//! The graph engine: `GraphView`, its nodes and edges, and typed traversal.
//!
//! Modeled after the teacher crate's petgraph-backed `ContextGraph` (the
//! `context_graph_v2` design): a [`petgraph::stable_graph::StableDiGraph`]
//! does the heavy lifting (storage, algorithms), while an id<->index map on
//! either side gives callers the stable, monotonic [`NodeId`]/[`EdgeId`]
//! identity the specification calls for instead of petgraph's own reusable
//! indices.

use std::collections::HashSet;

use indexmap::IndexMap;
use petgraph::stable_graph::{EdgeIndex, NodeIndex, StableDiGraph};
use petgraph::Direction;

use crate::attributes::DynamicAttributes;
use crate::error::{GraphError, GraphResult};
use crate::ids::{EdgeId, GraphId, NodeId};
use crate::literal::LeafValue;
use crate::traits::TraitKind;
use crate::units::Unit;

/// The concrete payload every node in a [`GraphView`] carries. This is the
/// closed set the core understands; it deliberately covers exactly the
/// node kinds named in the specification's data model (§3) rather than
/// being open to arbitrary caller types, since the viewer/CLI/KiCad glue
/// that would need that openness is out of scope for this core.
#[derive(Debug, Clone, PartialEq)]
pub enum NodeBody {
    /// The `GraphView`'s own self node, letting graph metadata be
    /// expressed in graph form.
    SelfNode,
    /// A leaf literal (`String`, `Numeric`, `NumericInterval`, `Count`,
    /// `Boolean`, `EnumValue`).
    Leaf(LeafValue),
    /// A set-container marker node (`Strings`, `Counts`, `Booleans`,
    /// `AbstractEnums`, `NumericSet`). Its elements are composition
    /// children.
    SetContainer(SetContainerKind),
    /// A `Numbers` node: pointer children carry its `NumericSet` and
    /// optional unit.
    Numbers,
    /// An `is_unit` trait holder's payload.
    Unit(Unit),
    /// A trait-child node, tagging its holder with a capability.
    Trait(TraitKind),
    /// An expression operator node (see [`crate::expr::ExprKind`]).
    Expr(crate::expr::ExprKind),
    /// The root of a subtree instantiated from a [`crate::typegraph::TypeGraph`]
    /// schema, tagged with the type identifier it was instantiated from.
    TypeInstance(String),
}

#[derive(Debug, Clone, Copy, PartialEq, Eq)]
pub enum SetContainerKind {
    Strings,
    Counts,
    Booleans,
    AbstractEnums,
    NumericSet,
}

/// The small closed set of edge kinds the core understands. `Custom`
/// reserves a namespace for caller-defined edge types without requiring
/// the core to know what they mean.
#[derive(Debug, Clone, Copy, PartialEq, Eq, Hash)]
pub enum EdgeKind {
    Composition,
    Pointer,
    Trait,
    Custom(u32),
}

#[derive(Debug, Clone)]
pub struct Node {
    pub id: NodeId,
    pub body: NodeBody,
    pub attrs: DynamicAttributes,
}

impl Node {
    pub fn new(body: NodeBody) -> Self {
        Self {
            id: NodeId::new(),
            body,
            attrs: DynamicAttributes::new(),
        }
    }
}

#[derive(Debug, Clone)]
pub struct Edge {
    pub id: EdgeId,
    pub source: NodeId,
    pub target: NodeId,
    pub kind: EdgeKind,
    pub directional: Option<bool>,
    pub name: Option<String>,
    pub attrs: DynamicAttributes,
}

impl Edge {
    pub fn new(source: NodeId, target: NodeId, kind: EdgeKind) -> Self {
        Self {
            id: EdgeId::new(),
            source,
            target,
            kind,
            directional: None,
            name: None,
            attrs: DynamicAttributes::new(),
        }
    }

    pub fn named(mut self, name: impl Into<String>) -> Self {
        self.name = Some(name.into());
        self
    }
}

/// A `(node, owning view)` pair: the only shape through which traversal
/// APIs are invoked. Unlike a borrow, this is a cheap `Copy` handle — the
/// view is looked up by id on every call, so a stale reference from a
/// destroyed view simply fails lookups rather than dangling.
#[derive(Debug, Clone, Copy, PartialEq, Eq)]
pub struct BoundNodeRef {
    pub id: NodeId,
    pub graph_id: GraphId,
}

#[derive(Debug, Clone, Copy, PartialEq, Eq)]
pub struct BoundEdgeRef {
    pub id: EdgeId,
    pub graph_id: GraphId,
}

/// What a visitor callback returns, per the specification's callback
/// contract.
pub enum VisitControl {
    Continue,
    Stop,
    Error(GraphError),
}

/// The owning container: nodes, edges, and a self node.
pub struct GraphView {
    pub id: GraphId,
    graph: StableDiGraph<Node, Edge>,
    node_index: IndexMap<NodeId, NodeIndex>,
    edge_index: IndexMap<EdgeId, EdgeIndex>,
    self_node: NodeId,
}

impl GraphView {
    pub fn new() -> Self {
        let mut graph = StableDiGraph::new();
        let mut node_index = IndexMap::new();
        let self_entry = Node::new(NodeBody::SelfNode);
        let self_node = self_entry.id;
        let idx = graph.add_node(self_entry);
        node_index.insert(self_node, idx);
        Self {
            id: GraphId::new(),
            graph,
            node_index,
            edge_index: IndexMap::new(),
            self_node,
        }
    }

    pub fn self_node(&self) -> BoundNodeRef {
        BoundNodeRef { id: self.self_node, graph_id: self.id }
    }

    pub fn node_count(&self) -> usize {
        self.graph.node_count()
    }

    pub fn edge_count(&self) -> usize {
        self.graph.edge_count()
    }

    /// Adds `node` to this view. Fails if a node with the same id is
    /// already present (re-inserting the same `Node` value twice).
    pub fn insert_node(&mut self, node: Node) -> GraphResult<BoundNodeRef> {
        if self.node_index.contains_key(&node.id) {
            return Err(GraphError::NodeAlreadyBound(node.id));
        }
        let id = node.id;
        let idx = self.graph.add_node(node);
        self.node_index.insert(id, idx);
        tracing::trace!(graph = %self.id, node = %id, "inserted node");
        Ok(BoundNodeRef { id, graph_id: self.id })
    }

    /// Returns a bound reference to `id` without re-inserting, asserting
    /// that `id` is already a member of this view (used internally for the
    /// self node; exposed for callers stitching together handles they
    /// already know are bound).
    pub fn bind(&self, id: NodeId) -> GraphResult<BoundNodeRef> {
        if self.node_index.contains_key(&id) {
            Ok(BoundNodeRef { id, graph_id: self.id })
        } else {
            Err(GraphError::NodeNotFound(id))
        }
    }

    pub fn insert_edge(&mut self, edge: Edge) -> GraphResult<BoundEdgeRef> {
        let source_idx = *self
            .node_index
            .get(&edge.source)
            .ok_or(GraphError::SourceNodeNotInGraph(edge.source))?;
        let target_idx = *self
            .node_index
            .get(&edge.target)
            .ok_or(GraphError::TargetNodeNotInGraph(edge.target))?;

        if edge.kind == EdgeKind::Composition {
            self.check_composition_forest(edge.target)?;
        }

        let id = edge.id;
        let idx = self.graph.add_edge(source_idx, target_idx, edge);
        self.edge_index.insert(id, idx);
        tracing::trace!(graph = %self.id, edge = %id, "inserted edge");
        Ok(BoundEdgeRef { id, graph_id: self.id })
    }

    /// Invariant 2: composition edges form a forest, so a node may have at
    /// most one composition parent.
    fn check_composition_forest(&self, child: NodeId) -> GraphResult<()> {
        let child_idx = self.node_index[&child];
        let existing_parent = self
            .graph
            .edges_directed(child_idx, Direction::Incoming)
            .any(|e| e.weight().kind == EdgeKind::Composition);
        if existing_parent {
            return Err(GraphError::CompositionCycle);
        }
        Ok(())
    }

    pub fn get_node(&self, id: NodeId) -> Option<&Node> {
        self.node_index.get(&id).and_then(|idx| self.graph.node_weight(*idx))
    }

    pub fn get_node_mut(&mut self, id: NodeId) -> Option<&mut Node> {
        let idx = *self.node_index.get(&id)?;
        self.graph.node_weight_mut(idx)
    }

    pub fn get_edge(&self, id: EdgeId) -> Option<&Edge> {
        self.edge_index.get(&id).and_then(|idx| self.graph.edge_weight(*idx))
    }

    /// All nodes currently in the view, in insertion order.
    pub fn get_nodes(&self) -> impl Iterator<Item = &Node> {
        self.node_index.values().filter_map(move |idx| self.graph.node_weight(*idx))
    }

    pub fn get_edges(&self) -> impl Iterator<Item = &Edge> {
        self.edge_index.values().filter_map(move |idx| self.graph.edge_weight(*idx))
    }

    /// Enumerates bound edges incident to `start` with `edge_type == kind`,
    /// in insertion order. `directed = Some(true)` follows only out-edges,
    /// `Some(false)` only in-edges, `None` both.
    pub fn visit_edges_of_type(
        &self,
        start: NodeId,
        kind: EdgeKind,
        directed: Option<bool>,
        mut cb: impl FnMut(&Edge, NodeId) -> VisitControl,
    ) -> GraphResult<()> {
        let Some(&idx) = self.node_index.get(&start) else {
            return Err(GraphError::NodeNotFound(start));
        };

        let mut candidates: Vec<&Edge> = Vec::new();
        if directed != Some(false) {
            for e in self.graph.edges_directed(idx, Direction::Outgoing) {
                candidates.push(e.weight());
            }
        }
        if directed != Some(true) {
            for e in self.graph.edges_directed(idx, Direction::Incoming) {
                candidates.push(e.weight());
            }
        }
        // Preserve global insertion order for tie-break stability.
        candidates.sort_by_key(|e| e.id);

        for edge in candidates {
            if edge.kind != kind {
                continue;
            }
            let other = if edge.source == start { edge.target } else { edge.source };
            match cb(edge, other) {
                VisitControl::Continue => {}
                VisitControl::Stop => return Ok(()),
                VisitControl::Error(e) => return Err(GraphError::CallbackError(Box::new(e))),
            }
        }
        Ok(())
    }

    pub fn visit_children_edges(&self, parent: NodeId, cb: impl FnMut(&Edge, NodeId) -> VisitControl) -> GraphResult<()> {
        self.visit_edges_of_type(parent, EdgeKind::Composition, Some(true), cb)
    }

    pub fn visit_operand_edges(&self, node: NodeId, cb: impl FnMut(&Edge, NodeId) -> VisitControl) -> GraphResult<()> {
        self.visit_edges_of_type(node, EdgeKind::Pointer, Some(true), cb)
    }

    /// The single composition child reached via an out-edge named `name`
    /// (used for expression operand slots like `operand`, `base_ptr`, …).
    pub fn named_pointer(&self, node: NodeId, name: &str) -> Option<NodeId> {
        let mut found = None;
        let _ = self.visit_edges_of_type(node, EdgeKind::Pointer, Some(true), |edge, target| {
            if edge.name.as_deref() == Some(name) {
                found = Some(target);
                VisitControl::Stop
            } else {
                VisitControl::Continue
            }
        });
        found
    }

    pub fn children(&self, parent: NodeId) -> Vec<NodeId> {
        let mut out = Vec::new();
        let _ = self.visit_children_edges(parent, |_, target| {
            out.push(target);
            VisitControl::Continue
        });
        out
    }

    /// Returns a new view containing clones of the listed nodes and every
    /// edge whose endpoints are both in the list.
    pub fn get_subgraph_from_nodes(&self, nodes: &[NodeId]) -> GraphView {
        let wanted: HashSet<NodeId> = nodes.iter().copied().collect();
        let mut out = GraphView::new();
        for id in nodes {
            if let Some(n) = self.get_node(*id) {
                let mut clone = n.clone();
                clone.id = n.id;
                let _ = out.graph.add_node(clone);
            }
        }
        // Rebuild the index map after manual inserts (bypassing insert_node
        // so we keep the original ids rather than minting fresh ones).
        out.node_index.clear();
        for idx in out.graph.node_indices() {
            let id = out.graph[idx].id;
            out.node_index.insert(id, idx);
        }
        for e in self.get_edges() {
            if wanted.contains(&e.source) && wanted.contains(&e.target) {
                let _ = out.insert_edge(e.clone());
            }
        }
        out
    }

    /// Splices `other`'s nodes and edges into `self`, draining `other`.
    pub fn insert_subgraph(&mut self, other: GraphView) -> GraphResult<()> {
        // Edge weights already carry their own source/target `NodeId`s
        // (independent of petgraph's indices), so re-inserting them into
        // `self` doesn't need `other`'s index space at all.
        let edges: Vec<Edge> = other.graph.edge_weights().cloned().collect();
        let nodes: Vec<Node> = other.graph.node_weights().cloned().collect();

        for n in nodes {
            if n.body == NodeBody::SelfNode {
                continue;
            }
            self.insert_node(n)?;
        }
        for e in edges {
            self.insert_edge(e)?;
        }
        Ok(())
    }
}

impl Default for GraphView {
    fn default() -> Self {
        Self::new()
    }
}
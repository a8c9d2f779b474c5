//! External serialization for literal sets (§6): stable `{"type":...,"data":{...}}`
//! tagged records. `SerializedLiteral` is the wire shape; `From`/`TryFrom`
//! conversions bridge it to the in-memory value types in [`crate::sets`],
//! [`crate::numeric_set`], and [`crate::numbers`].

use serde::{Deserialize, Serialize};

use crate::error::{GraphError, GraphResult};
use crate::numbers::Numbers;
use crate::numeric_set::{Interval, NumericSet};
use crate::sets::{BooleanSet, CountSet, EnumMember, EnumSet, StringSet};
use crate::units::Unit;

const KNOWN_TAGS: &[&str] = &[
    "StringSet",
    "CountSet",
    "BooleanSet",
    "EnumSet",
    "Numeric_Interval_Disjoint",
    "Quantity_Interval_Disjoint",
    "Quantity_Set_Discrete",
];

#[derive(Debug, Clone, Copy, PartialEq, Serialize, Deserialize)]
pub struct SerializedInterval {
    pub min: f64,
    pub max: f64,
}

impl From<&Interval> for SerializedInterval {
    fn from(iv: &Interval) -> Self {
        Self { min: iv.min, max: iv.max }
    }
}

/// The wire shape for every literal set the specification names. Uses
/// serde's internally-tagged representation so the `type` discriminator
/// and `data` payload fall out of the derive, matching §6 exactly.
#[derive(Debug, Clone, PartialEq, Serialize, Deserialize)]
#[serde(tag = "type", content = "data")]
pub enum SerializedLiteral {
    StringSet { values: Vec<String> },
    CountSet { values: Vec<i64> },
    BooleanSet { values: Vec<bool> },
    /// Each member is encoded `"EnumName:value"`.
    EnumSet { values: Vec<String> },
    #[serde(rename = "Numeric_Interval_Disjoint")]
    NumericIntervalDisjoint { intervals: Vec<SerializedInterval> },
    #[serde(rename = "Quantity_Interval_Disjoint")]
    QuantityIntervalDisjoint { intervals: Vec<SerializedInterval>, unit: Option<Unit> },
    #[serde(rename = "Quantity_Set_Discrete")]
    QuantitySetDiscrete { intervals: Vec<SerializedInterval>, unit: Option<Unit> },
}

/// Serializes to the canonical JSON string.
pub fn to_json(value: &SerializedLiteral) -> String {
    serde_json::to_string(value).expect("SerializedLiteral always serializes")
}

/// Parses a JSON string, validating the `type` tag before attempting the
/// full deserialization so an unknown tag reports the tag itself rather
/// than a generic parse failure.
pub fn from_json(json: &str) -> GraphResult<SerializedLiteral> {
    let value: serde_json::Value =
        serde_json::from_str(json).map_err(|_| GraphError::InvalidSerializedType("<invalid json>".to_string()))?;
    let tag = value
        .get("type")
        .and_then(|t| t.as_str())
        .ok_or_else(|| GraphError::InvalidSerializedType("<missing type>".to_string()))?;
    if !KNOWN_TAGS.contains(&tag) {
        return Err(GraphError::InvalidSerializedType(tag.to_string()));
    }
    serde_json::from_value(value).map_err(|_| GraphError::InvalidSerializedType(tag.to_string()))
}

impl From<&StringSet> for SerializedLiteral {
    fn from(s: &StringSet) -> Self {
        SerializedLiteral::StringSet { values: s.values().to_vec() }
    }
}

impl From<&CountSet> for SerializedLiteral {
    fn from(s: &CountSet) -> Self {
        SerializedLiteral::CountSet { values: s.values().to_vec() }
    }
}

impl From<&BooleanSet> for SerializedLiteral {
    fn from(s: &BooleanSet) -> Self {
        SerializedLiteral::BooleanSet { values: s.values().to_vec() }
    }
}

impl From<&EnumSet> for SerializedLiteral {
    fn from(s: &EnumSet) -> Self {
        let values = s.values().iter().map(|m| format!("{}:{}", m.name, m.value)).collect();
        SerializedLiteral::EnumSet { values }
    }
}

impl From<&NumericSet> for SerializedLiteral {
    fn from(s: &NumericSet) -> Self {
        SerializedLiteral::NumericIntervalDisjoint { intervals: s.intervals().iter().map(SerializedInterval::from).collect() }
    }
}

/// `Numbers` serializes as `Quantity_Interval_Disjoint`, except when every
/// interval is a point, in which case it serializes as the more specific
/// `Quantity_Set_Discrete` (a discrete set of exact quantities, e.g. a BOM
/// line's allowed resistor values).
impl From<&Numbers> for SerializedLiteral {
    fn from(n: &Numbers) -> Self {
        let intervals: Vec<SerializedInterval> = n.set.intervals().iter().map(SerializedInterval::from).collect();
        if !intervals.is_empty() && n.set.intervals().iter().all(|iv| iv.is_point()) {
            SerializedLiteral::QuantitySetDiscrete { intervals, unit: n.unit }
        } else {
            SerializedLiteral::QuantityIntervalDisjoint { intervals, unit: n.unit }
        }
    }
}

impl TryFrom<&SerializedLiteral> for StringSet {
    type Error = GraphError;
    fn try_from(value: &SerializedLiteral) -> GraphResult<Self> {
        match value {
            SerializedLiteral::StringSet { values } => Ok(StringSet::new(values.clone())),
            _ => Err(GraphError::InvalidSerializedType(format!("{:?}", value))),
        }
    }
}

impl TryFrom<&SerializedLiteral> for CountSet {
    type Error = GraphError;
    fn try_from(value: &SerializedLiteral) -> GraphResult<Self> {
        match value {
            SerializedLiteral::CountSet { values } => Ok(CountSet::new(values.clone())),
            _ => Err(GraphError::InvalidSerializedType(format!("{:?}", value))),
        }
    }
}

impl TryFrom<&SerializedLiteral> for BooleanSet {
    type Error = GraphError;
    fn try_from(value: &SerializedLiteral) -> GraphResult<Self> {
        match value {
            SerializedLiteral::BooleanSet { values } => Ok(BooleanSet::new(values.clone())),
            _ => Err(GraphError::InvalidSerializedType(format!("{:?}", value))),
        }
    }
}

impl TryFrom<&SerializedLiteral> for EnumSet {
    type Error = GraphError;
    fn try_from(value: &SerializedLiteral) -> GraphResult<Self> {
        match value {
            SerializedLiteral::EnumSet { values } => {
                let members = values
                    .iter()
                    .map(|s| {
                        let (name, value) = s.split_once(':').unwrap_or(("", s.as_str()));
                        EnumMember { name: name.to_string(), value: value.to_string() }
                    })
                    .collect::<Vec<_>>();
                Ok(EnumSet::new(members))
            }
            _ => Err(GraphError::InvalidSerializedType(format!("{:?}", value))),
        }
    }
}

impl TryFrom<&SerializedLiteral> for NumericSet {
    type Error = GraphError;
    fn try_from(value: &SerializedLiteral) -> GraphResult<Self> {
        match value {
            SerializedLiteral::NumericIntervalDisjoint { intervals } => {
                let ivs = intervals.iter().map(|iv| Interval::new(iv.min, iv.max)).collect::<GraphResult<Vec<_>>>()?;
                Ok(NumericSet::setup_from_intervals(ivs))
            }
            _ => Err(GraphError::InvalidSerializedType(format!("{:?}", value))),
        }
    }
}

impl TryFrom<&SerializedLiteral> for Numbers {
    type Error = GraphError;
    fn try_from(value: &SerializedLiteral) -> GraphResult<Self> {
        match value {
            SerializedLiteral::QuantityIntervalDisjoint { intervals, unit }
            | SerializedLiteral::QuantitySetDiscrete { intervals, unit } => {
                let ivs = intervals.iter().map(|iv| Interval::new(iv.min, iv.max)).collect::<GraphResult<Vec<_>>>()?;
                Ok(Numbers::new(NumericSet::setup_from_intervals(ivs), *unit))
            }
            _ => Err(GraphError::InvalidSerializedType(format!("{:?}", value))),
        }
    }
}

++++

**EXERCISE DETAILS**
Look over the records above and say, with no extra words, how many lines include "TryFrom".

**YOUR SOLUTION**
7